Exercise prompt - Wherever "enum" appears in a line of the listing, that line should be returned.

Provided material -
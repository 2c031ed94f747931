//! Client operations
//!
//! Builds requests from caller-owned entries, submits them through a
//! connection and applies responses back onto the entries.
//!
//! ## Lifecycle
//! ```text
//!   Operation::put_async(entry, completion)
//!        │  validate (no I/O on failure)
//!        ▼
//!   PendingOperation ──submit──▶ registry[seq]
//!        │                           │ run: response with ack == seq
//!        ▼                           ▼
//!   complete(status, frame) ──▶ Completion::{Callback, Channel}
//! ```
//!
//! A `PendingOperation` owns the entry and the completion until it is
//! completed. Dropping it uncompleted delivers `ConnectionError`, so every
//! completion fires exactly once.

use std::fmt;
use std::sync::Arc;
use std::time::Instant;

use bytes::Bytes;
use crossbeam::channel::{self, Receiver, Sender, TryRecvError};
use thiserror::Error;

use crate::buffer::ByteBuffer;
use crate::config::ExecutionMode;
use crate::entry::{Entry, KeyRange, MAX_KEY_LEN, MAX_METADATA_LEN};
use crate::error::{KineticError, Result};
use crate::network::{Connection, Rejected};
use crate::protocol::{Body, Frame, KeyValue, MessageType, Range, MAX_VALUE_LEN};
use crate::status::Status;

// =============================================================================
// Kinds and Requests
// =============================================================================

#[derive(Debug, Clone, Copy, PartialEq, Eq)]
pub enum OperationKind {
    NoOp,
    Put,
    Get,
    Delete,
    GetKeyRange,
}

impl OperationKind {
    pub fn request_type(self) -> MessageType {
        match self {
            OperationKind::NoOp => MessageType::NoOp,
            OperationKind::Put => MessageType::Put,
            OperationKind::Get => MessageType::Get,
            OperationKind::Delete => MessageType::Delete,
            OperationKind::GetKeyRange => MessageType::GetKeyRange,
        }
    }

    pub fn response_type(self) -> MessageType {
        self.request_type().response()
    }
}

/// What goes on the wire for one operation, minus the header
#[derive(Debug, Clone)]
pub struct Request {
    pub message_type: MessageType,
    pub body: Option<Body>,
    pub value: Bytes,
}

impl Request {
    pub fn noop() -> Self {
        Self {
            message_type: MessageType::NoOp,
            body: None,
            value: Bytes::new(),
        }
    }

    pub fn put(entry: &Entry) -> Self {
        Self {
            message_type: MessageType::Put,
            body: Some(key_value_body(entry)),
            value: entry
                .value
                .as_ref()
                .map(|v| v.to_bytes())
                .unwrap_or_default(),
        }
    }

    pub fn get(entry: &Entry) -> Self {
        Self {
            message_type: MessageType::Get,
            body: Some(key_value_body(entry)),
            value: Bytes::new(),
        }
    }

    pub fn delete(entry: &Entry) -> Self {
        Self {
            message_type: MessageType::Delete,
            body: Some(key_value_body(entry)),
            value: Bytes::new(),
        }
    }

    pub fn key_range(range: &KeyRange) -> Self {
        Self {
            message_type: MessageType::GetKeyRange,
            body: Some(Body {
                key_value: None,
                range: Some(Range::from_key_range(range)),
            }),
            value: Bytes::new(),
        }
    }
}

fn key_value_body(entry: &Entry) -> Body {
    Body {
        key_value: Some(KeyValue::from_entry(entry)),
        range: None,
    }
}

// =============================================================================
// Completion
// =============================================================================

/// Outcome handed to a completion
#[derive(Debug, Clone, PartialEq)]
pub struct OperationResult {
    pub status: Status,
    pub sequence: i64,

    /// The entry given to the operation, updated from the response
    pub entry: Option<Entry>,

    /// Keys returned by GetKeyRange
    pub keys: Vec<Bytes>,
}

impl OperationResult {
    pub fn is_success(&self) -> bool {
        self.status.is_success()
    }

    pub fn value_len(&self) -> usize {
        self.entry.as_ref().map(|e| e.value_len()).unwrap_or(0)
    }
}

/// Where an operation's result is delivered
///
/// Completions run on whichever thread dispatched the response (the worker in
/// threaded mode, the `run` caller otherwise). They must not block waiting on
/// another operation of the same session.
pub enum Completion {
    Callback(Box<dyn FnOnce(OperationResult) + Send>),
    Channel(Sender<OperationResult>),
}

impl Completion {
    pub fn callback<F>(f: F) -> Self
    where
        F: FnOnce(OperationResult) + Send + 'static,
    {
        Completion::Callback(Box::new(f))
    }

    pub fn channel(sender: Sender<OperationResult>) -> Self {
        Completion::Channel(sender)
    }

    fn deliver(self, result: OperationResult) {
        match self {
            Completion::Callback(f) => f(result),
            // A dropped receiver means nobody is waiting any more
            Completion::Channel(tx) => {
                let _ = tx.send(result);
            }
        }
    }
}

impl fmt::Debug for Completion {
    fn fmt(&self, f: &mut fmt::Formatter<'_>) -> fmt::Result {
        match self {
            Completion::Callback(_) => f.write_str("Completion::Callback"),
            Completion::Channel(_) => f.write_str("Completion::Channel"),
        }
    }
}

/// An async submission refused before anything reached the device
///
/// The completion was dropped without firing. `entry` is the entry the call
/// was given, with any caller-owned value buffer intact.
#[derive(Debug, Error)]
#[error("{error}")]
pub struct SubmitError {
    pub error: KineticError,
    pub entry: Option<Entry>,
}

impl SubmitError {
    fn new(error: KineticError, entry: Option<Entry>) -> Self {
        Self { error, entry }
    }

    pub fn status(&self) -> Status {
        self.error.status()
    }

    /// Take back the entry handed to the rejected call
    pub fn into_entry(self) -> Option<Entry> {
        self.entry
    }
}

impl From<SubmitError> for KineticError {
    fn from(e: SubmitError) -> Self {
        e.error
    }
}

/// Sequence number of an accepted async submission
pub type SubmitResult = std::result::Result<i64, SubmitError>;

// =============================================================================
// Pending Operation
// =============================================================================

/// An operation submitted and awaiting its response
#[derive(Debug)]
pub struct PendingOperation {
    sequence: i64,
    kind: OperationKind,
    entry: Option<Entry>,
    completion: Option<Completion>,
    submitted_at: Instant,
}

impl PendingOperation {
    pub fn new(kind: OperationKind, entry: Option<Entry>, completion: Completion) -> Self {
        Self {
            sequence: -1,
            kind,
            entry,
            completion: Some(completion),
            submitted_at: Instant::now(),
        }
    }

    pub fn sequence(&self) -> i64 {
        self.sequence
    }

    pub fn kind(&self) -> OperationKind {
        self.kind
    }

    pub fn submitted_at(&self) -> Instant {
        self.submitted_at
    }

    pub fn assign_sequence(&mut self, sequence: i64) {
        self.sequence = sequence;
        self.submitted_at = Instant::now();
    }

    /// Drop without delivering; hands back the entry
    pub fn disarm(mut self) -> Option<Entry> {
        self.completion = None;
        self.entry.take()
    }

    /// Apply `response` to the entry and deliver the result
    pub fn complete(mut self, status: Status, response: Option<&Frame>) {
        self.finish(status, response);
    }

    fn finish(&mut self, mut status: Status, response: Option<&Frame>) {
        let Some(completion) = self.completion.take() else {
            return;
        };

        if status.is_success() {
            if let Some(frame) = response {
                if frame.message_type() != Some(self.kind.response_type()) {
                    status = Status::Invalid;
                }
            }
        }

        let mut entry = self.entry.take();
        if let Some(entry) = entry.as_mut() {
            status = apply_response(self.kind, status, entry, response);
        }

        let keys = match (self.kind, response) {
            (OperationKind::GetKeyRange, Some(frame)) if status.is_success() => frame
                .command
                .range()
                .map(|r| r.keys.iter().map(|k| Bytes::copy_from_slice(k)).collect())
                .unwrap_or_default(),
            _ => Vec::new(),
        };

        completion.deliver(OperationResult {
            status,
            sequence: self.sequence,
            entry,
            keys,
        });
    }
}

impl Drop for PendingOperation {
    fn drop(&mut self) {
        self.finish(Status::ConnectionError, None);
    }
}

/// Write response data back into the caller's entry; may downgrade the status
fn apply_response(
    kind: OperationKind,
    mut status: Status,
    entry: &mut Entry,
    response: Option<&Frame>,
) -> Status {
    match kind {
        OperationKind::Put => {
            if status.is_success() {
                entry.db_version = std::mem::take(&mut entry.new_version);
            }
        }
        OperationKind::Get => {
            let frame = match response {
                Some(frame) if status.is_success() => frame,
                _ => {
                    reset_value(entry);
                    return status;
                }
            };

            if let Some(kv) = frame.command.key_value() {
                if let Some(version) = &kv.db_version {
                    entry.db_version = ByteBuffer::from_slice(version);
                }
                if let Some(tag) = &kv.tag {
                    entry.tag = ByteBuffer::from_slice(tag);
                }
                if kv.algorithm.is_some() {
                    entry.algorithm = kv.algorithm;
                }
            }

            if entry.metadata_only {
                reset_value(entry);
            } else {
                let buffer = entry
                    .value
                    .get_or_insert_with(|| ByteBuffer::with_capacity(MAX_VALUE_LEN));
                if buffer.fill_from(&frame.value).is_err() {
                    buffer.reset();
                    status = Status::BufferOverrun;
                }
            }
        }
        OperationKind::Delete => reset_value(entry),
        OperationKind::NoOp | OperationKind::GetKeyRange => {}
    }
    status
}

fn reset_value(entry: &mut Entry) {
    if let Some(value) = entry.value.as_mut() {
        value.reset();
    }
}

// =============================================================================
// Validation
// =============================================================================

fn invalid() -> KineticError {
    KineticError::Submission(Status::Invalid)
}

fn validate_entry(entry: &Entry, key_required: bool) -> Result<()> {
    if entry.key.len() > MAX_KEY_LEN || (key_required && entry.key.is_empty()) {
        return Err(invalid());
    }
    if entry.tag.len() > MAX_METADATA_LEN
        || entry.new_version.len() > MAX_METADATA_LEN
        || entry.db_version.len() > MAX_METADATA_LEN
    {
        return Err(invalid());
    }
    Ok(())
}

fn validate_value(entry: &Entry) -> Result<()> {
    if entry.value_len() > MAX_VALUE_LEN {
        return Err(KineticError::Submission(Status::ValueTooLarge));
    }
    Ok(())
}

fn validate_range(range: &KeyRange) -> Result<()> {
    if range.start_key.len() > MAX_KEY_LEN || range.end_key.len() > MAX_KEY_LEN {
        return Err(invalid());
    }
    Ok(())
}

// =============================================================================
// Operation API
// =============================================================================

/// Handle for issuing operations on a connected session
///
/// Blocking calls return once the response (or a failure) arrives. Async
/// calls return the assigned sequence number; their completion fires exactly
/// once, and never when the call itself returns `Err`. A rejected async call
/// hands its entry back in the [`SubmitError`].
#[derive(Clone)]
pub struct Operation {
    connection: Arc<Connection>,
    mode: ExecutionMode,
}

Exercise output -
pub enum OperationKind {
pub enum Completion {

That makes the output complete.